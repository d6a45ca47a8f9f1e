use ndarray as nd;
use serde::Serialize;
use lib::{ Config, init_logging, mkdir, write_json };
use qbox::{ roots::Parity, solve::Solution, wavefunction::node_count };

// solve for the bound states of a finite square well

#[derive(Serialize)]
struct State {
    e: f64,
    parity: Parity,
    nodes: usize,
    normalized: bool,
    wf: Vec<f64>,
}

#[derive(Serialize)]
struct Output {
    half_width: f64,
    depth: f64,
    strength: f64,
    expected_states: usize,
    x: Vec<f64>,
    v: Vec<f64>,
    states: Vec<State>,
}

fn main() -> anyhow::Result<()> {
    init_logging();
    let config = Config::from_args()?;
    let well = config.finite_well()?;
    let params = well.get_params();

    let sols: Vec<Solution> = well.bound_states()?;
    if sols.is_empty() {
        println!("no bound states found");
    } else {
        println!("{:>5} {:>6} {:>18}", "nodes", "parity", "energy");
        sols.iter()
            .for_each(|sol| {
                let nodes = node_count(sol.wf.get_psi());
                println!("{:>5} {:>6} {:>18.10e}", nodes, format!("{:?}", sol.parity), sol.e);
            });
    }

    let states: Vec<State>
        = sols.into_iter()
        .map(|sol| {
            let nodes = node_count(sol.wf.get_psi());
            let normalized = sol.wf.is_normalized();
            State {
                e: sol.e,
                parity: sol.parity,
                nodes,
                normalized,
                wf: sol.wf.into_psi().to_vec(),
            }
        })
        .collect();
    let x: &nd::Array1<f64> = well.get_grid().get_x();
    let output = Output {
        half_width: params.half_width(),
        depth: params.depth(),
        strength: params.strength(),
        expected_states: params.bound_state_count(),
        x: x.to_vec(),
        v: well.potential().to_vec(),
        states,
    };

    let outdir = config.output.dir.clone();
    mkdir(&outdir)?;
    write_json(&outdir.join("finite.json"), &output)?;
    Ok(())
}
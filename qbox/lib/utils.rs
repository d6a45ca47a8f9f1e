//! Miscellaneous tools.

use std::f64::consts::TAU;
use ndarray::{ self as nd, Ix1, concatenate };
use num_complex::Complex64 as C64;
use num_traits::Float;
use rustfft as fft;
use crate::{ Arr1, error::LengthError };

/// Integrate using the trapezoidal rule.
///
/// *Panics if `y` has length less than 2*.
pub fn trapz<S, A>(y: &nd::ArrayBase<S, Ix1>, dx: A) -> A
where
    S: nd::Data<Elem = A>,
    A: Float,
{
    let n: usize = y.len();
    let two = A::one() + A::one();
    let inner = y.iter().skip(1).take(n - 2)
        .fold(A::zero(), |acc, yk| acc + *yk);
    (dx / two) * (y[0] + two * inner + y[n - 1])
}

/// Calculate the norm of a real wavefunction.
///
/// *Panics if `q` has length less than 2*.
pub fn wf_norm<S, A>(q: &nd::ArrayBase<S, Ix1>, dx: A) -> A
where
    S: nd::Data<Elem = A>,
    A: Float,
{
    let n: usize = q.len();
    let two = A::one() + A::one();
    (dx / two) * (
        q[0].powi(2)
        + two * q.iter().skip(1).take(n - 2)
            .fold(A::zero(), |acc, qk| acc + qk.powi(2))
        + q[n - 1].powi(2)
    )
}

/// Calculate the inner product of two complex wavefunctions.
///
/// *Panics if either array has length less than 2*.
pub fn wf_dot<S, T>(
    q: &nd::ArrayBase<S, Ix1>,
    p: &nd::ArrayBase<T, Ix1>,
    dx: f64,
) -> Result<C64, LengthError>
where
    S: nd::Data<Elem = C64>,
    T: nd::Data<Elem = C64>,
{
    LengthError::check(q, p)?;
    let n: usize = q.len();
    let inner: C64
        = q.iter().zip(p).skip(1).take(n - 2)
        .fold(C64::from(0.0), |acc, (qk, pk)| acc + qk.conj() * pk);
    Ok(
        (dx / 2.0) * (
            q[0].conj() * p[0]
            + 2.0 * inner
            + q[n - 1].conj() * p[n - 1]
        )
    )
}

/// Renormalize a real wavefunction in place.
///
/// *Panics if `q` has length less than 2*.
pub fn wf_renormalize<S, A>(q: &mut nd::ArrayBase<S, Ix1>, dx: A)
where
    S: nd::DataMut<Elem = A>,
    A: Float,
{
    let norm = wf_norm(q, dx).sqrt();
    q.iter_mut().for_each(|qk| { *qk = *qk / norm; });
}

/// Generate an array of frequency-space coordinates to accompany a FFT of `n`
/// points for sampling interval `dt`.
pub fn fft_freq(n: usize, dt: f64) -> nd::Array1<f64> {
    let nf = n as f64;
    let fp: nd::Array1<f64>
        = (0..(n + 1) / 2)
        .map(|k| k as f64 / (nf * dt))
        .collect();
    let fm: nd::Array1<f64>
        = (1..n / 2 + 1).rev()
        .map(|k| -(k as f64) / (nf * dt))
        .collect();
    concatenate!(nd::Axis(0), fp, fm)
}

/// Perform the one-dimensional, complex-valued FFT.
pub fn fft<S>(x: &nd::ArrayBase<S, Ix1>) -> nd::Array1<C64>
where S: nd::Data<Elem = C64>
{
    let mut buf: Vec<C64> = x.iter().copied().collect();
    let mut plan = fft::FftPlanner::new();
    let fft_plan = plan.plan_fft_forward(buf.len());
    fft_plan.process(&mut buf);
    nd::Array1::from_vec(buf)
}

/// Perform the one-dimensional, complex-valued inverse FFT.
pub fn ifft<S>(f: &nd::ArrayBase<S, Ix1>) -> nd::Array1<C64>
where S: nd::Data<Elem = C64>
{
    let mut buf: Vec<C64> = f.iter().copied().collect();
    let n = buf.len();
    let mut plan = fft::FftPlanner::new();
    let ifft_plan = plan.plan_fft_inverse(n);
    ifft_plan.process(&mut buf);
    let n = n as f64;
    buf.iter_mut().for_each(|xk| { *xk /= n; });
    nd::Array1::from_vec(buf)
}

/// Compute the expectation value of the Hamiltonian `-(ħ²/2m) ∂²/∂x² + V(x)`
/// for a real wavefunction `q` sampled alongside the potential `V` on a
/// uniform grid with spacing `dx`.
///
/// The kinetic term is applied spectrally, so `q` should be negligible at both
/// ends of the grid. The result is divided by the norm of `q`, which
/// therefore need not be normalized.
///
/// *Panics if the arrays have length less than 2*.
pub fn energy_expectation<S, T>(
    dx: f64,
    V: &Arr1<S>,
    q: &Arr1<T>,
    mass: f64,
    hbar: f64,
) -> Result<f64, LengthError>
where
    S: nd::Data<Elem = f64>,
    T: nd::Data<Elem = f64>,
{
    LengthError::check(V, q)?;
    let n = q.len();
    let kin = hbar.powi(2) / (2.0 * mass);
    let qc: nd::Array1<C64> = q.mapv(C64::from);
    let mut tq = fft(&qc);
    tq.iter_mut().zip(fft_freq(n, dx))
        .for_each(|(tqk, fk)| { *tqk *= kin * (TAU * fk).powi(2); });
    let tq = ifft(&tq);
    let integrand: nd::Array1<f64>
        = nd::Zip::from(q).and(V).and(&tq)
        .map_collect(|qk, Vk, tqk| qk * tqk.re + Vk * qk * qk);
    Ok(trapz(&integrand, dx) / wf_norm(q, dx))
}

#[cfg(test)]
mod tests {
    use super::*;
    use approx::assert_relative_eq;

    #[test]
    fn trapz_integrates_linear_exactly() {
        let x: nd::Array1<f64> = nd::Array1::linspace(0.0, 2.0, 11);
        let y = x.mapv(|xk| 3.0 * xk + 1.0);
        assert_relative_eq!(trapz(&y, 0.2), 8.0, epsilon = 1e-12);
    }

    #[test]
    fn renormalize_gives_unit_norm() {
        let x: nd::Array1<f64> = nd::Array1::linspace(-5.0, 5.0, 501);
        let dx = x[1] - x[0];
        let mut q = x.mapv(|xk| 3.0 * (-xk * xk).exp());
        wf_renormalize(&mut q, dx);
        assert_relative_eq!(wf_norm(&q, dx), 1.0, epsilon = 1e-12);
    }

    #[test]
    fn dot_checks_lengths() {
        let q: nd::Array1<C64> = nd::Array1::from_elem(4, C64::from(1.0));
        let p: nd::Array1<C64> = nd::Array1::from_elem(5, C64::from(1.0));
        assert!(wf_dot(&q, &p, 0.1).is_err());
        let d = wf_dot(&q, &q, 0.1).unwrap();
        assert_relative_eq!(d.re, 0.3, epsilon = 1e-12);
        assert_relative_eq!(d.im, 0.0);
    }

    #[test]
    fn fft_freq_layout() {
        let f = fft_freq(4, 0.5);
        assert_eq!(f.to_vec(), vec![0.0, 0.5, -1.0, -0.5]);
        let f = fft_freq(5, 1.0);
        assert_eq!(f.len(), 5);
        assert_relative_eq!(f[2], 0.4);
        assert_relative_eq!(f[3], -0.4);
    }

    #[test]
    fn fft_roundtrip() {
        let x: nd::Array1<C64>
            = (0..16).map(|k| C64::new(k as f64, -(k as f64).sqrt())).collect();
        let y = ifft(&fft(&x));
        x.iter().zip(&y)
            .for_each(|(xk, yk)| assert!((xk - yk).norm() < 1e-12));
    }

    #[test]
    fn harmonic_oscillator_energy() {
        // ground state of V = x²/2 with m = ħ = 1 has E = 1/2
        let x: nd::Array1<f64> = nd::Array1::linspace(-10.0, 10.0, 1024);
        let dx = x[1] - x[0];
        let v = x.mapv(|xk| 0.5 * xk * xk);
        let q = x.mapv(|xk| (-0.5 * xk * xk).exp());
        let e = energy_expectation(dx, &v, &q, 1.0, 1.0).unwrap();
        assert_relative_eq!(e, 0.5, epsilon = 1e-6);
    }
}
#![allow(non_snake_case)]

//! Provides functions and higher-level constructs for the eigenstates of the
//! one-dimensional square well, in both its infinite (closed-form) and finite
//! (transcendental) varieties.
//!
//! The finite well is solved by locating the zeros of the even- and odd-parity
//! matching conditions inside the band `(0, V0)` from a fixed set of energy
//! seeds, then reconstructing the piecewise wavefunction for each bound state:
//! ```
//! use qbox::{ grid::Grid, potential::WellParameters, solve, wavefunction };
//!
//! let params = WellParameters::new(1.0, 50.0, 1.0, 1.0).unwrap();
//! let grid = Grid::for_well(&params, 600).unwrap();
//! let levels = solve::solve(&params).unwrap();
//! assert!(!levels.is_empty());
//! assert!(levels.iter().all(|lev| 0.0 < lev.e && lev.e < params.depth()));
//!
//! let ground = &levels[0];
//! let wf = wavefunction::build(&params, ground.e, ground.parity, &grid)
//!     .unwrap();
//! assert_eq!(wf.len(), grid.len());
//! assert_eq!(wavefunction::node_count(wf.get_psi()), 0);
//! ```
//!
//! See [`docs`] for theoretical background.

pub mod error;
pub mod grid;
pub mod infinite;
pub mod potential;
pub mod roots;
pub mod solve;
pub mod utils;
pub mod wavefunction;

pub mod docs;

pub(crate) const DEF_EPSILON: f64 = 1e-6;
pub(crate) const DEF_MAXITERS: usize = 1000;
pub(crate) const DEF_SCAN_STEPS: usize = 200;

pub type Arr1<S> = ndarray::ArrayBase<S, ndarray::Ix1>;
//! Functions to compute the bound-state spectrum of the finite square well.

use std::cmp;
use log::{ debug, info, warn };
use ndarray as nd;
use serde::Serialize;
use crate::{
    error::{ ConfigError, FError },
    grid::Grid,
    potential::WellParameters,
    roots::{ Parity, RootFinder, SolveConfig, NUM_SEEDS },
    wavefunction::{ self, Wavefunction },
};

pub type FResult<T> = Result<T, FError>;

/// A single bound-state energy, tagged with the parity of the matching
/// condition it solves.
#[derive(Copy, Clone, Debug, PartialEq, Serialize)]
pub struct Level {
    /// Energy
    pub e: f64,
    /// Parity
    pub parity: Parity,
}

impl Level {
    /// Compare two `Level`s by their energy.
    pub fn cmp_energy(&self, other: &Self) -> Option<cmp::Ordering> {
        self.e.partial_cmp(&other.e)
    }
}

/// A single bound state: energy, parity, and wavefunction.
#[derive(Clone, Debug)]
pub struct Solution {
    /// Energy
    pub e: f64,
    /// Parity
    pub parity: Parity,
    /// Wavefunction
    pub wf: Wavefunction,
}

impl Solution {
    /// Compare two `Solution`s by their energy.
    pub fn cmp_energy(&self, other: &Self) -> Option<cmp::Ordering> {
        self.e.partial_cmp(&other.e)
    }

    /// Strip the wavefunction.
    pub fn level(&self) -> Level { Level { e: self.e, parity: self.parity } }
}

/// Find the bound-state energies of a finite well with default tolerances.
///
/// See [`solve_with`].
pub fn solve(params: &WellParameters) -> FResult<Vec<Level>> {
    solve_with(params, &SolveConfig::default())
}

/// Find the bound-state energies of a finite well.
///
/// Each parity's matching condition is [searched][RootFinder::search_seeds]
/// from [nine seeds][Parity::seeds], which take the lowest nine roots of that
/// parity in ascending order. Seeds that fail to produce an acceptable root
/// are discarded; the accepted energies from both parities are then sorted
/// and deduplicated (two energies closer than `config.epsilon` are the same
/// state).
///
/// Since each seed yields at most one root, at most 18 states can be found.
/// Deep wells may support more bound states than that; the ones dropped are
/// always the highest of each parity, and a warning is logged. The lowest 18
/// states are never skipped, so the number of states returned never
/// decreases as the well is made deeper.
pub fn solve_with(params: &WellParameters, config: &SolveConfig)
    -> FResult<Vec<Level>>
{
    config.check()?;
    let mut levels: Vec<Level> = Vec::with_capacity(2 * NUM_SEEDS);
    for parity in [Parity::Even, Parity::Odd] {
        let finder = RootFinder::new(params, parity, *config)?;
        let seeds = parity.seeds(params.depth());
        for (guess, res) in seeds.zip(finder.search_seeds()) {
            match res {
                Ok(e) => {
                    debug!("{parity:?} seed {guess:.6e}: root at {e:.12e}");
                    levels.push(Level { e, parity });
                },
                Err(err) => {
                    debug!("{parity:?} seed {guess:.6e}: discarded: {err}");
                },
            }
        }
    }
    levels.sort_by(|l, r| l.cmp_energy(r).unwrap_or(cmp::Ordering::Equal));
    levels.dedup_by(|next, kept| (next.e - kept.e).abs() < config.epsilon);

    let expected = params.bound_state_count();
    info!(
        "found {} bound state(s) in well with strength z0 = {:.6}",
        levels.len(),
        params.strength(),
    );
    if levels.len() < expected {
        warn!(
            "seeded search found {} of {} bound states; higher states exceed \
            the number of seeds",
            levels.len(),
            expected,
        );
    }
    Ok(levels)
}

/// Find all bound states of a finite well along with their wavefunctions,
/// sampled over `grid`.
pub fn bound_states(
    params: &WellParameters,
    grid: &Grid,
    config: &SolveConfig,
) -> FResult<Vec<Solution>>
{
    solve_with(params, config)?
        .into_iter()
        .map(|Level { e, parity }| {
            wavefunction::build(params, e, parity, grid)
                .map(|wf| Solution { e, parity, wf })
        })
        .collect()
}

/// Simple record to keep track of a well, the coordinate grid its states are
/// sampled over, and solver tolerances.
#[derive(Clone, Debug)]
pub struct FiniteWell {
    params: WellParameters,
    grid: Grid,
    config: SolveConfig,
}

impl FiniteWell {
    /// Create a new `FiniteWell` with a grid of `n` points spanning three
    /// half-widths on either side of the center.
    pub fn new(params: WellParameters, n: usize) -> Result<Self, ConfigError> {
        let grid = Grid::for_well(&params, n)?;
        Ok(Self { params, grid, config: SolveConfig::default() })
    }

    /// Create a new `FiniteWell` over an arbitrary grid.
    pub fn with_grid(params: WellParameters, grid: Grid) -> Self {
        Self { params, grid, config: SolveConfig::default() }
    }

    /// Replace the solver tolerances.
    pub fn with_config(mut self, config: SolveConfig) -> FResult<Self> {
        config.check()?;
        self.config = config;
        Ok(self)
    }

    /// Get a reference to the well parameters.
    pub fn get_params(&self) -> &WellParameters { &self.params }

    /// Get a reference to the coordinate grid.
    pub fn get_grid(&self) -> &Grid { &self.grid }

    /// Get the solver tolerances.
    pub fn get_config(&self) -> SolveConfig { self.config }

    /// Sample the potential over the grid.
    pub fn potential(&self) -> nd::Array1<f64> {
        self.params.potential_arr(self.grid.get_x())
    }

    /// Thin interface to [`solve_with`].
    pub fn solve(&self) -> FResult<Vec<Level>> {
        solve_with(&self.params, &self.config)
    }

    /// Thin interface to [`wavefunction::build`].
    pub fn wavefunction(&self, e: f64, parity: Parity) -> FResult<Wavefunction> {
        wavefunction::build(&self.params, e, parity, &self.grid)
    }

    /// Thin interface to [`bound_states`].
    pub fn bound_states(&self) -> FResult<Vec<Solution>> {
        bound_states(&self.params, &self.grid, &self.config)
    }

    /// Thin interface to [`WellParameters::tunneling_probability`].
    pub fn tunneling_probability(&self, e: f64, barrier_width: f64)
        -> FResult<f64>
    {
        self.params.tunneling_probability(e, barrier_width)
    }
}
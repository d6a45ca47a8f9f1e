//! Finite square well geometry and the quantities derived from it.

use std::f64::consts::PI;
use ndarray as nd;
use serde::{ Deserialize, Serialize };
use crate::{
    Arr1,
    error::{ ConfigError, FError },
};

/// Geometry and particle constants for a finite square well centered on the
/// origin,
/// ```text
/// V(x) = 0   for |x| ≤ a
///        V0  otherwise
/// ```
///
/// All fields are validated on construction and cannot be changed afterward,
/// so every function taking a `&WellParameters` may assume positive, finite
/// values.
#[derive(Copy, Clone, Debug, PartialEq, Serialize, Deserialize)]
#[serde(try_from = "RawWellParameters")]
pub struct WellParameters {
    half_width: f64,
    depth: f64,
    mass: f64,
    hbar: f64,
}

#[derive(Copy, Clone, Debug, Deserialize)]
struct RawWellParameters {
    half_width: f64,
    depth: f64,
    mass: f64,
    hbar: f64,
}

impl TryFrom<RawWellParameters> for WellParameters {
    type Error = ConfigError;

    fn try_from(raw: RawWellParameters) -> Result<Self, Self::Error> {
        Self::new(raw.half_width, raw.depth, raw.mass, raw.hbar)
    }
}

impl WellParameters {
    /// Create a new set of well parameters.
    ///
    /// Fails if any of the arguments is non-positive or non-finite.
    pub fn new(half_width: f64, depth: f64, mass: f64, hbar: f64)
        -> Result<Self, ConfigError>
    {
        ConfigError::check_size(half_width)?;
        ConfigError::check_depth(depth)?;
        ConfigError::check_mass(mass)?;
        ConfigError::check_hbar(hbar)?;
        Ok(Self { half_width, depth, mass, hbar })
    }

    /// Well half-width `a`.
    pub fn half_width(&self) -> f64 { self.half_width }

    /// Well depth `V0`.
    pub fn depth(&self) -> f64 { self.depth }

    /// Particle mass.
    pub fn mass(&self) -> f64 { self.mass }

    /// Reduced Planck constant.
    pub fn hbar(&self) -> f64 { self.hbar }

    /// Evaluate the potential at a single position.
    pub fn potential(&self, x: f64) -> f64 {
        if x.abs() <= self.half_width { 0.0 } else { self.depth }
    }

    /// Evaluate the potential element-wise over an array of positions.
    pub fn potential_arr<S>(&self, x: &Arr1<S>) -> nd::Array1<f64>
    where S: nd::Data<Elem = f64>
    {
        x.mapv(|xk| self.potential(xk))
    }

    /// Wave number inside the well, `√(2 m E) / ħ`.
    ///
    /// Only real for `E ≥ 0`.
    pub fn k(&self, e: f64) -> f64 {
        (2.0 * self.mass * e).sqrt() / self.hbar
    }

    /// Decay constant outside the well, `√(2 m (V0 - E)) / ħ`.
    ///
    /// Only real for `E ≤ V0`.
    pub fn gamma(&self, e: f64) -> f64 {
        (2.0 * self.mass * (self.depth - e)).sqrt() / self.hbar
    }

    /// Dimensionless well strength `z0 = a √(2 m V0) / ħ`.
    pub fn strength(&self) -> f64 {
        self.half_width * self.k(self.depth)
    }

    /// Exact number of bound states supported by the well, `⌈2 z0 / π⌉`.
    ///
    /// A finite square well always has at least one (even) bound state.
    pub fn bound_state_count(&self) -> usize {
        ((2.0 * self.strength() / PI).ceil() as usize).max(1)
    }

    /// WKB-style estimate of the probability to tunnel through a barrier of
    /// height `V0` and width `barrier_width` at energy `e`,
    /// ```text
    /// T ≈ exp(-2 γ w)
    /// ```
    /// Energies at or above the barrier are transmitted with certainty.
    pub fn tunneling_probability(&self, e: f64, barrier_width: f64)
        -> Result<f64, FError>
    {
        if !barrier_width.is_finite() || barrier_width < 0.0 {
            return Err(FError::BadBarrierWidth(barrier_width));
        }
        if e.is_nan() { return Err(FError::BadEnergy(e, self.depth)); }
        if e >= self.depth { return Ok(1.0); }
        Ok((-2.0 * self.gamma(e) * barrier_width).exp())
    }
}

+ + +

_WHAT YOU ARE ASKED TO DO_: Write down, word for word, the lines above from the one containing "pub fn k(&self, e: f64)" through the one containing "pub fn gamma(&self, e: f64)", both ends included.

_TASK RESULT_:
    pub fn k(&self, e: f64) -> f64 {
        (2.0 * self.mass * e).sqrt() / self.hbar
    }

    /// Decay constant outside the well, `√(2 m (V0 - E)) / ħ`.
    ///
    /// Only real for `E ≤ V0`.
    pub fn gamma(&self, e: f64) -> f64 {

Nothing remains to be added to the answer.